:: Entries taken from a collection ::
----------------------------------------

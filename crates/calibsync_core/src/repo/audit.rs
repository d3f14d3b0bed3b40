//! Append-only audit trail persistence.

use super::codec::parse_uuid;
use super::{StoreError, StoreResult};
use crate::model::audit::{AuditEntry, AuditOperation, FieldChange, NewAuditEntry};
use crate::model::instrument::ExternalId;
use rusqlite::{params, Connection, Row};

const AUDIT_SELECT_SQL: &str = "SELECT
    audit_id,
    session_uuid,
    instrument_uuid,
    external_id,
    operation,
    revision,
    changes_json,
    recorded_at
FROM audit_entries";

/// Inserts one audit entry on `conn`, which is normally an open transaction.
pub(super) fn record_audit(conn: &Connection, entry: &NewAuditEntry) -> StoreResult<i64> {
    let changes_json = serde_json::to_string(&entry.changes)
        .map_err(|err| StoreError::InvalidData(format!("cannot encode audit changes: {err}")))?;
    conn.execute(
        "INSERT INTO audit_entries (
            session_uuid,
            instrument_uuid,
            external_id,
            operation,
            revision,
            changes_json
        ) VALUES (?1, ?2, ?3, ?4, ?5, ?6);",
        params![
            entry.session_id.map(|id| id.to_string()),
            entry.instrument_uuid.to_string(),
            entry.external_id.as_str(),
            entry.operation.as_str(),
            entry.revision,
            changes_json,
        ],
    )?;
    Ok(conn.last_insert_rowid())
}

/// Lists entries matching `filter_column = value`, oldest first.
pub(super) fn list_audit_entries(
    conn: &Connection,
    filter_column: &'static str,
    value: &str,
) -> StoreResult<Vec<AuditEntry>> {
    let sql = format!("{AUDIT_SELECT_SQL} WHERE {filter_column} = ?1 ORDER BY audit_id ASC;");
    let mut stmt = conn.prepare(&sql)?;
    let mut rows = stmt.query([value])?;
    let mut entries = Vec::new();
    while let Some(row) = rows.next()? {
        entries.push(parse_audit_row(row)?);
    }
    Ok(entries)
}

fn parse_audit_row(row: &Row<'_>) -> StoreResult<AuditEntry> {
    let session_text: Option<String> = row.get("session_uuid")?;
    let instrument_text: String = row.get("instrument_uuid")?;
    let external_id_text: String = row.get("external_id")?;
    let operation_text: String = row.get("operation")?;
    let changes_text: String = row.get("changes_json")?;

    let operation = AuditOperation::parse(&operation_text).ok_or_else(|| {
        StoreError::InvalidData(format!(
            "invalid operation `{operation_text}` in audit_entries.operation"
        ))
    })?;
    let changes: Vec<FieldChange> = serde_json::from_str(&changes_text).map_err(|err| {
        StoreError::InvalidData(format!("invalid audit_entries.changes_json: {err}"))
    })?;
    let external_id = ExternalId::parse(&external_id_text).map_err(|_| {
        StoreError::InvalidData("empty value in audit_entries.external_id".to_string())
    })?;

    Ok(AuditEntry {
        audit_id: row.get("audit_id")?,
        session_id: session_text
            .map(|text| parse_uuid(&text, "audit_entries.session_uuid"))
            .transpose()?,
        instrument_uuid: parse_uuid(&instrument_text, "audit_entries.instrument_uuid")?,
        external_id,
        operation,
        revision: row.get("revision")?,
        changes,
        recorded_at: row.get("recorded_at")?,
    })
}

----------------------------------------

:: AIM OF THE EXERCISE ::
What is needed is a word-for-word copy of all the entries.

:: TASK OUTPUT ::
filename crates/calibsync_core/src/repo/audit.rs
repository d3f14d3b0bed3b40
//! Append-only audit trail persistence.

use super::codec::parse_uuid;
use super::{StoreError, StoreResult};
use crate::model::audit::{AuditEntry, AuditOperation, FieldChange, NewAuditEntry};
use crate::model::instrument::ExternalId;
use rusqlite::{params, Connection, Row};

const AUDIT_SELECT_SQL: &str = "SELECT
    audit_id,
    session_uuid,
    instrument_uuid,
    external_id,
    operation,
    revision,
    changes_json,
    recorded_at
FROM audit_entries";

/// Inserts one audit entry on `conn`, which is normally an open transaction.
pub(super) fn record_audit(conn: &Connection, entry: &NewAuditEntry) -> StoreResult<i64> {
    let changes_json = serde_json::to_string(&entry.changes)
        .map_err(|err| StoreError::InvalidData(format!("cannot encode audit changes: {err}")))?;
    conn.execute(
        "INSERT INTO audit_entries (
            session_uuid,
            instrument_uuid,
            external_id,
            operation,
            revision,
            changes_json
        ) VALUES (?1, ?2, ?3, ?4, ?5, ?6);",
        params![
            entry.session_id.map(|id| id.to_string()),
            entry.instrument_uuid.to_string(),
            entry.external_id.as_str(),
            entry.operation.as_str(),
            entry.revision,
            changes_json,
        ],
    )?;
    Ok(conn.last_insert_rowid())
}

/// Lists entries matching `filter_column = value`, oldest first.
pub(super) fn list_audit_entries(
    conn: &Connection,
    filter_column: &'static str,
    value: &str,
) -> StoreResult<Vec<AuditEntry>> {
    let sql = format!("{AUDIT_SELECT_SQL} WHERE {filter_column} = ?1 ORDER BY audit_id ASC;");
    let mut stmt = conn.prepare(&sql)?;
    let mut rows = stmt.query([value])?;
    let mut entries = Vec::new();
    while let Some(row) = rows.next()? {
        entries.push(parse_audit_row(row)?);
    }
    Ok(entries)
}

fn parse_audit_row(row: &Row<'_>) -> StoreResult<AuditEntry> {
    let session_text: Option<String> = row.get("session_uuid")?;
    let instrument_text: String = row.get("instrument_uuid")?;
    let external_id_text: String = row.get("external_id")?;
    let operation_text: String = row.get("operation")?;
    let changes_text: String = row.get("changes_json")?;

    let operation = AuditOperation::parse(&operation_text).ok_or_else(|| {
        StoreError::InvalidData(format!(
            "invalid operation `{operation_text}` in audit_entries.operation"
        ))
    })?;
    let changes: Vec<FieldChange> = serde_json::from_str(&changes_text).map_err(|err| {
        StoreError::InvalidData(format!("invalid audit_entries.changes_json: {err}"))
    })?;
    let external_id = ExternalId::parse(&external_id_text).map_err(|_| {
        StoreError::InvalidData("empty value in audit_entries.external_id".to_string())
    })?;

    Ok(AuditEntry {
        audit_id: row.get("audit_id")?,
        session_id: session_text
            .map(|text| parse_uuid(&text, "audit_entries.session_uuid"))
            .transpose()?,
        instrument_uuid: parse_uuid(&instrument_text, "audit_entries.instrument_uuid")?,
        external_id,
        operation,
        revision: row.get("revision")?,
        changes,
        recorded_at: row.get("recorded_at")?,
    })
}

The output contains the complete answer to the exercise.